Our findings support the hypothesis that having older siblings increases a childs risk of exposure to infectious agents before age two years, and in turn increases the childs risk for wheezing, said Matthew Perzanowski, PhD, assistant professor of Environmental Health Sciences at the Mailman School of Public Health and the lead author of the paper. Some studies have found that having older siblings increases the risk of wheeze in babies and toddlers. Our findings are novel in that we found that among the four year-olds in this study, the pattern was the same as has been observed in younger children elsewhere.

The children in the study were selected for participation because they attended Head Start programs in neighborhoods with the highest rates of childhood asthma hospitalization in New York City.

One possible explanation for the association is that children with older siblings have more exposure to respiratory infections at an early age than oldest or only children. Respiratory infections are a common cause of wheezing in very young children. This study shows that children with older siblings may be appropriate targets for interventions to reduce the risk of infections that may lead to hospitalization.

Previous findings of the opposite association between asthma and birth order among older children and adults have served as the basis for what is called the hygiene hypothesis, the idea that exposure to infectious agents at a very young age reduces the risk of asthma in the long term. Only by continuing to follow these children can we determine whether and how birth order predicts diagnosed asthma and asthma that persists throughout childhood, noted Inge Goldstein, DrPH, a senior lecturer in the Mailman Schools Department of Epidemiology and senior author of the study.

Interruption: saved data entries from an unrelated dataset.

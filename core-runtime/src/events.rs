//! # Event Bus System
//!
//! Broadcast channel used by the playback core to announce what happened to
//! anyone who cares (analytics, notification surfaces, debug overlays)
//! without coupling them to the coordinator.
//!
//! ## Architecture
//!
//! ```text
//! ┌──────────────┐     emit      ┌───────────┐
//! │ Coordinator  ├──────────────>│           │     subscribe    ┌────────────┐
//! └──────────────┘               │ EventBus  ├─────────────────>│ Subscriber │
//! ┌──────────────┐     emit      │ (broadcast│                  └────────────┘
//! │ CoreService  ├──────────────>│  channel) │
//! └──────────────┘               └───────────┘
//! ```
//!
//! ## Usage
//!
//! ```rust
//! use core_runtime::events::{CoreEvent, EventBus, PlaybackEvent};
//!
//! let bus = EventBus::new(16);
//! let mut rx = bus.subscribe();
//! bus.emit(CoreEvent::Playback(PlaybackEvent::StateChanged {
//!     surface_id: "main".to_string(),
//!     is_playing: true,
//! }))
//! .ok();
//! assert!(rx.try_recv().is_ok());
//! ```
//!
//! ## Error Handling
//!
//! - **`RecvError::Lagged(n)`**: the subscriber missed `n` events. Non-fatal.
//! - **`RecvError::Closed`**: every sender is gone. Treat as shutdown.
//!
//! Emitting with no subscribers returns an error that publishers ignore.

use core_async::sync::broadcast;
use serde::{Deserialize, Serialize};
use std::fmt;

pub use core_async::sync::broadcast::error::{RecvError, SendError};
pub use core_async::sync::broadcast::Receiver;

/// Default buffer size for the event bus channel.
pub const DEFAULT_EVENT_BUFFER_SIZE: usize = 100;

// ============================================================================
// Core Event Types
// ============================================================================

/// Top-level event published on the bus.
#[derive(Debug, Clone, Serialize, Deserialize, PartialEq)]
#[serde(tag = "type", content = "payload")]
pub enum CoreEvent {
    Library(LibraryEvent),
    Playback(PlaybackEvent),
}

impl CoreEvent {
    pub fn description(&self) -> &str {
        match self {
            CoreEvent::Library(e) => e.description(),
            CoreEvent::Playback(e) => e.description(),
        }
    }

    pub fn severity(&self) -> EventSeverity {
        match self {
            CoreEvent::Playback(PlaybackEvent::CommandFailed { .. }) => EventSeverity::Warning,
            CoreEvent::Playback(PlaybackEvent::ConnectionChanged { state, .. })
                if state == "disconnected" =>
            {
                EventSeverity::Warning
            }
            CoreEvent::Library(LibraryEvent::CatalogLoaded { .. }) => EventSeverity::Info,
            CoreEvent::Playback(PlaybackEvent::PlaylistSubmitted { .. }) => EventSeverity::Info,
            _ => EventSeverity::Debug,
        }
    }
}

/// Event severity levels for filtering and logging.
#[derive(Debug, Clone, Copy, PartialEq, Eq, PartialOrd, Ord, Serialize, Deserialize)]
pub enum EventSeverity {
    Debug,
    Info,
    Warning,
    Error,
}

// ============================================================================
// Library Events
// ============================================================================

/// Events about the on-device track catalog.
#[derive(Debug, Clone, Serialize, Deserialize, PartialEq, Eq)]
#[serde(tag = "event")]
pub enum LibraryEvent {
    /// A catalog snapshot replaced the previous one.
    CatalogLoaded { track_count: usize },
    /// A search ran against the catalog.
    Searched { query: String, matches: usize },
}

impl LibraryEvent {
    fn description(&self) -> &str {
        match self {
            LibraryEvent::CatalogLoaded { .. } => "Catalog loaded",
            LibraryEvent::Searched { .. } => "Catalog searched",
        }
    }
}

// ============================================================================
// Playback Events
// ============================================================================

/// Events emitted by playback coordinators. `surface_id` names the UI
/// surface whose coordinator produced the event.
#[derive(Debug, Clone, Serialize, Deserialize, PartialEq)]
#[serde(tag = "event")]
pub enum PlaybackEvent {
    /// Connection to the engine moved to `state`
    /// (`connecting`, `connected`, `disconnected`).
    ConnectionChanged { surface_id: String, state: String },
    /// A new playlist was handed to the engine.
    PlaylistSubmitted {
        surface_id: String,
        size: usize,
        start_index: usize,
    },
    /// The displayed track changed.
    TrackChanged {
        surface_id: String,
        track_id: Option<String>,
        title: Option<String>,
    },
    /// Play/pause flipped.
    StateChanged { surface_id: String, is_playing: bool },
    /// A seek was issued after a slider drag.
    Seeked { surface_id: String, position_ms: f64 },
    /// The engine refused a command.
    CommandFailed {
        surface_id: String,
        command: String,
        message: String,
    },
}

impl PlaybackEvent {
    fn description(&self) -> &str {
        match self {
            PlaybackEvent::ConnectionChanged { .. } => "Engine connection changed",
            PlaybackEvent::PlaylistSubmitted { .. } => "Playlist submitted",
            PlaybackEvent::TrackChanged { .. } => "Current track changed",
            PlaybackEvent::StateChanged { .. } => "Playback state changed",
            PlaybackEvent::Seeked { .. } => "Seek issued",
            PlaybackEvent::CommandFailed { .. } => "Engine command failed",
        }
    }

    pub fn surface_id(&self) -> &str {
        match self {
            PlaybackEvent::ConnectionChanged { surface_id, .. }
            | PlaybackEvent::PlaylistSubmitted { surface_id, .. }
            | PlaybackEvent::TrackChanged { surface_id, .. }
            | PlaybackEvent::StateChanged { surface_id, .. }
            | PlaybackEvent::Seeked { surface_id, .. }
            | PlaybackEvent::CommandFailed { surface_id, .. } => surface_id,
        }
    }
}

// ============================================================================
// Event Bus
// ============================================================================

/// Central broadcast channel. Cheap to clone; clones share the channel.
#[derive(Clone)]
pub struct EventBus {
    sender: broadcast::Sender<CoreEvent>,
}

impl EventBus {
    /// `capacity` is how far a subscriber may fall behind before it lags.
    pub fn new(capacity: usize) -> Self {
        let (sender, _) = broadcast::channel(capacity.max(1));
        Self { sender }
    }

    /// Returns the number of subscribers that received the event, or an
    /// error when nobody is listening.
    pub fn emit(&self, event: CoreEvent) -> Result<usize, SendError<CoreEvent>> {
        self.sender.send(event)
    }

    /// Past events are not replayed.
    pub fn subscribe(&self) -> Receiver<CoreEvent> {
        self.sender.subscribe()
    }

    pub fn subscriber_count(&self) -> usize {
        self.sender.receiver_count()
    }
}

impl Default for EventBus {
    fn default() -> Self {
        Self::new(DEFAULT_EVENT_BUFFER_SIZE)
    }
}

impl fmt::Debug for EventBus {
    fn fmt(&self, f: &mut fmt::Formatter<'_>) -> fmt::Result {
        f.debug_struct("EventBus")
            .field("subscriber_count", &self.subscriber_count())
            .finish()
    }
}

// ============================================================================
// Event Stream Wrapper
// ============================================================================

type EventFilter = Box<dyn Fn(&CoreEvent) -> bool + Send + Sync>;

/// Receiver with an optional predicate.
///
/// ```rust
/// use core_runtime::events::{CoreEvent, EventBus, EventStream};
///
/// let bus = EventBus::new(8);
/// let playback_only = EventStream::new(bus.subscribe())
///     .filter(|event| matches!(event, CoreEvent::Playback(_)));
/// ```
pub struct EventStream {
    receiver: Receiver<CoreEvent>,
    filter: Option<EventFilter>,
}

impl EventStream {
    pub fn new(receiver: Receiver<CoreEvent>) -> Self {
        Self {
            receiver,
            filter: None,
        }
    }

    pub fn filter<F>(mut self, predicate: F) -> Self
    where
        F: Fn(&CoreEvent) -> bool + Send + Sync + 'static,
    {
        self.filter = Some(Box::new(predicate));
        self
    }

    /// Only events for the given UI surface.
    pub fn for_surface(self, surface_id: impl Into<String>) -> Self {
        let surface_id = surface_id.into();
        self.filter(move |event| match event {
            CoreEvent::Playback(e) => e.surface_id() == surface_id,
            CoreEvent::Library(_) => false,
        })
    }

    fn accepts(&self, event: &CoreEvent) -> bool {
        self.filter.as_ref().map_or(true, |filter| filter(event))
    }

    /// Waits for the next event that passes the filter.
    pub async fn recv(&mut self) -> Result<CoreEvent, RecvError> {
        loop {
            let event = self.receiver.recv().await?;
            if self.accepts(&event) {
                return Ok(event);
            }
        }
    }

    /// Returns `None` when no matching event is buffered.
    pub fn try_recv(&mut self) -> Option<Result<CoreEvent, RecvError>> {
        loop {
            match self.receiver.try_recv() {
                Ok(event) if self.accepts(&event) => return Some(Ok(event)),
                Ok(_) => continue,
                Err(broadcast::error::TryRecvError::Empty) => return None,
                Err(broadcast::error::TryRecvError::Lagged(n)) => {
                    return Some(Err(RecvError::Lagged(n)))
                }
                Err(broadcast::error::TryRecvError::Closed) => return Some(Err(RecvError::Closed)),
            }
        }
    }
}

impl fmt::Debug for EventStream {
    fn fmt(&self, f: &mut fmt::Formatter<'_>) -> fmt::Result {
        f.debug_struct("EventStream")
            .field("has_filter", &self.filter.is_some())
            .finish()
    }
}

// ============================================================================
// Tests
// ============================================================================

But even if the patterns of association change as the children grow, we have learned from this study that four year-olds with older siblings are more likely than other four year-olds to experience respiratory symptoms that burden them and their families and impose the costs of care on them and the community, commented Judith Jacobson, DrPH, associate professor of clinical Epidemiology at the Mailman School and principal investigator of the study, which was funded by the National Heart, Lung, and Blood Institute.

In this study, the prevalence of recent wheeze was higher among boys than girls (32% vs 21%) and higher among children with an asthmatic parent than other children (53% vs 22%). Having younger siblings, unlike having older siblings, was not associated with respiratory symptoms. The associations of birth order with respiratory symptoms were statistically significant only among those children who were not atopic (allergic) and among those without an asthmatic parent.